Why altitude changes the rules
Thinner atmosphere at higher elevation filters out less UV radiation before it reaches your skin. Combine that with reflective surfaces (snow, light-colored stone, water) and effective UV exposure can be significantly higher than the same sunny day at sea level, even if the temperature feels cooler.
The mistakes most people make
- Skipping SPF on cloudy or cool days: up to 80% of UV rays pass through cloud cover.
- Applying once in the morning and forgetting to reapply: SPF breaks down over the day, especially with sweat.
- Using yesterday's makeup SPF as your only protection: most foundations with SPF don't provide enough coverage on their own.
What actually works
- SPF 30-50 broad-spectrum, applied daily regardless of weather: indoors near windows counts too.
- Reapply every 2-3 hours if you're outdoors for extended periods, especially at higher elevation or near reflective surfaces.
- A hat and sunglasses for direct hikes or travel: SPF alone isn't enough at extended high-altitude exposure.
- Calm and hydrate skin after sun exposure with a cooling, centella-based mist rather than skipping straight to a heavy cream.

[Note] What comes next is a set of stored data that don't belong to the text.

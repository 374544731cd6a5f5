//! Strata Core
//!
//! Turns declarative pipeline configuration into concrete, store-backed
//! entities, orders their tasks and dispatches jobs.
//!
//! # Overview
//!
//! - **Scope resolution**: decides whether a data node, task or pipeline is
//!   reused or freshly created for an [`ExecutionContext`]
//! - **Managers**: one per entity kind, all built on [`EntityManager`]
//! - **Scheduling**: dependency graph over a pipeline's tasks, ordered by the kernel
//! - **Dispatch**: job lifecycle with job callbacks and pipeline subscribers
//! - **Hard delete**: cascading deletion of exclusively owned entities
//!
//! # Example
//!
//! ```rust,ignore
//! use serde_json::Value;
//! use std::sync::Arc;
//! use strata_core::prelude::*;
//!
//! fn double(inputs: &[Value]) -> anyhow::Result<Vec<Value>> {
//!     let n = inputs[0].as_i64().unwrap_or_default();
//!     Ok(vec![Value::from(n * 2)])
//! }
//!
//! let orchestrator = Orchestrator::builder()
//!     .with_function("double", Arc::new(double))
//!     .build()?;
//!
//! let input = Arc::new(DataNodeConfig::new("input").with_default_data(1.into()));
//! let output = Arc::new(DataNodeConfig::new("output"));
//! let task = Arc::new(TaskConfig::new("double", "double").with_input(input).with_output(output));
//! let config = PipelineConfig::new("by_two", vec![task]);
//!
//! let pipeline = orchestrator.pipelines().get_or_create(&config, &ExecutionContext::new())?;
//! orchestrator.pipelines().submit(pipeline.id(), &[])?;
//! ```

#![warn(missing_docs)]

pub mod config;
pub mod connector;
pub mod dispatch;
pub mod entities;
pub mod error;
pub mod ids;
pub mod manager;
pub mod observability;
pub mod orchestrator;
pub mod registry;
pub mod scheduler;
pub mod scope;
pub mod settings;

// Re-exports
pub use config::{DataNodeConfig, Frequency, PipelineConfig, ScenarioConfig, TaskConfig};
pub use connector::{Connector, InMemoryConnector};
pub use dispatch::{Dispatcher, FunctionExecutor, JobCallback, TaskExecutor};
pub use entities::{Cycle, DataNode, Edit, Job, Pipeline, Scenario, Task};
pub use error::{OrchestratorError, Result};
pub use ids::{CycleId, DataNodeId, JobId, PipelineId, ScenarioId, TaskId};
pub use manager::{
    CycleManager, DataManager, EntityManager, JobManager, ManagedEntity, PipelineManager,
    ScenarioManager, TaskManager,
};
pub use orchestrator::{Orchestrator, OrchestratorBuilder};
pub use registry::{
    ConnectorRegistry, FunctionRegistry, Registry, Subscriber, SubscriberRegistry, TaskFunction,
};
pub use scope::{ContextKey, ExecutionContext, Resolution, Scope};
pub use settings::{ConfigError, JobMode, OrchestratorConfig, RepositorySettings};
pub use strata_kernel::JobStatus;

/// Prelude module for common imports
pub mod prelude {
    //! Common imports for orchestration
    pub use crate::{
        DataNodeConfig, ExecutionContext, Frequency, JobCallback, JobStatus, Orchestrator,
        OrchestratorConfig, OrchestratorError, PipelineConfig, ScenarioConfig, Scope, TaskConfig,
    };
}

/// Version of this crate
pub const VERSION: &str = env!("CARGO_PKG_VERSION");
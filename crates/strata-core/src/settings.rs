//! Orchestrator settings
//!
//! Loaded from TOML or YAML; every field has a default so an empty document
//! yields an in-memory, synchronous orchestrator.
//!
//! ```toml
//! log_format = "json"
//!
//! [repository]
//! type = "filesystem"
//! storage_folder = ".data"
//!
//! [job]
//! mode = "standalone"
//! workers = 4
//! ```

use crate::observability::LogFormat;
use serde::{Deserialize, Serialize};
use std::path::{Path, PathBuf};
use thiserror::Error;

/// Settings loading errors
#[derive(Debug, Error)]
pub enum ConfigError {
    /// Settings file unreadable
    #[error("cannot read settings {path}: {source}")]
    Io {
        /// File path
        path: PathBuf,
        /// Underlying error
        #[source]
        source: std::io::Error,
    },

    /// Invalid TOML
    #[error("invalid TOML settings: {0}")]
    Toml(#[from] toml::de::Error),

    /// Invalid YAML
    #[error("invalid YAML settings: {0}")]
    Yaml(#[from] serde_yaml::Error),

    /// Extension is neither TOML nor YAML
    #[error("unsupported settings format: {path}")]
    UnsupportedFormat {
        /// File path
        path: PathBuf,
    },
}

/// Where entities are stored
#[derive(Debug, Clone, Default, PartialEq, Eq, Serialize, Deserialize)]
#[serde(tag = "type", rename_all = "snake_case")]
pub enum RepositorySettings {
    /// Process memory, lost on exit
    #[default]
    InMemory,
    /// One JSON document per entity under `storage_folder`
    Filesystem {
        /// Root folder
        storage_folder: PathBuf,
    },
}

/// How jobs are executed
#[derive(Debug, Clone, Default, PartialEq, Eq, Serialize, Deserialize)]
#[serde(tag = "mode", rename_all = "snake_case")]
pub enum JobMode {
    /// Inline in the submitting thread
    #[default]
    Synchronous,
    /// On a worker pool; submission returns immediately
    Standalone {
        /// Worker thread count
        #[serde(default = "default_workers")]
        workers: usize,
    },
}

fn default_workers() -> usize {
    2
}

/// Orchestrator settings
#[derive(Debug, Clone, Default, PartialEq, Eq, Serialize, Deserialize)]
#[serde(default)]
pub struct OrchestratorConfig {
    /// Entity storage
    pub repository: RepositorySettings,
    /// Job execution
    pub job: JobMode,
    /// Format used by [`crate::observability::init_logging`]
    pub log_format: LogFormat,
}

impl OrchestratorConfig {
    /// Defaults: in-memory, synchronous, pretty logs
    #[inline]
    #[must_use]
    pub fn new() -> Self {
        Self::default()
    }

    /// With repository
    #[inline]
    #[must_use]
    pub fn with_repository(mut self, repository: RepositorySettings) -> Self {
        self.repository = repository;
        self
    }

    /// With job mode
    #[inline]
    #[must_use]
    pub fn with_job_mode(mut self, job: JobMode) -> Self {
        self.job = job;
        self
    }

    /// With log format
    #[inline]
    #[must_use]
    pub fn with_log_format(mut self, log_format: LogFormat) -> Self {
        self.log_format = log_format;
        self
    }

    /// Parse TOML text
    ///
    /// # Errors
    /// Returns error if the text is not valid settings
    pub fn from_toml_str(text: &str) -> Result<Self, ConfigError> {
        Ok(toml::from_str(text)?)
    }

    /// Parse YAML text
    ///
    /// # Errors
    /// Returns error if the text is not valid settings
    pub fn from_yaml_str(text: &str) -> Result<Self, ConfigError> {
        Ok(serde_yaml::from_str(text)?)
    }

    /// Load a `.toml`, `.yaml` or `.yml` file
    ///
    /// # Errors
    /// Returns error if the file is unreadable, has another extension, or
    /// does not parse
    pub fn from_path(path: impl AsRef<Path>) -> Result<Self, ConfigError> {
        let path = path.as_ref();
        let extension = path
            .extension()
            .and_then(|e| e.to_str())
            .map(str::to_ascii_lowercase);
        let parse: fn(&str) -> Result<Self, ConfigError> = match extension.as_deref() {
            Some("toml") => Self::from_toml_str,
            Some("yaml" | "yml") => Self::from_yaml_str,
            _ => {
                return Err(ConfigError::UnsupportedFormat {
                    path: path.to_path_buf(),
                })
            }
        };

        let text = std::fs::read_to_string(path).map_err(|source| ConfigError::Io {
            path: path.to_path_buf(),
            source,
        })?;
        parse(&text)
    }
}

Do I really need sunscreen on a cloudy day in Kathmandu?
Yes. Cloud cover blocks visible light, not most UV radiation, so skin still burns and ages on overcast days.
Is SPF more important while traveling to hill stations like Nagarkot?
Yes. Higher elevation means less atmospheric filtering, so UV exposure is meaningfully stronger than the same weather at lower elevation.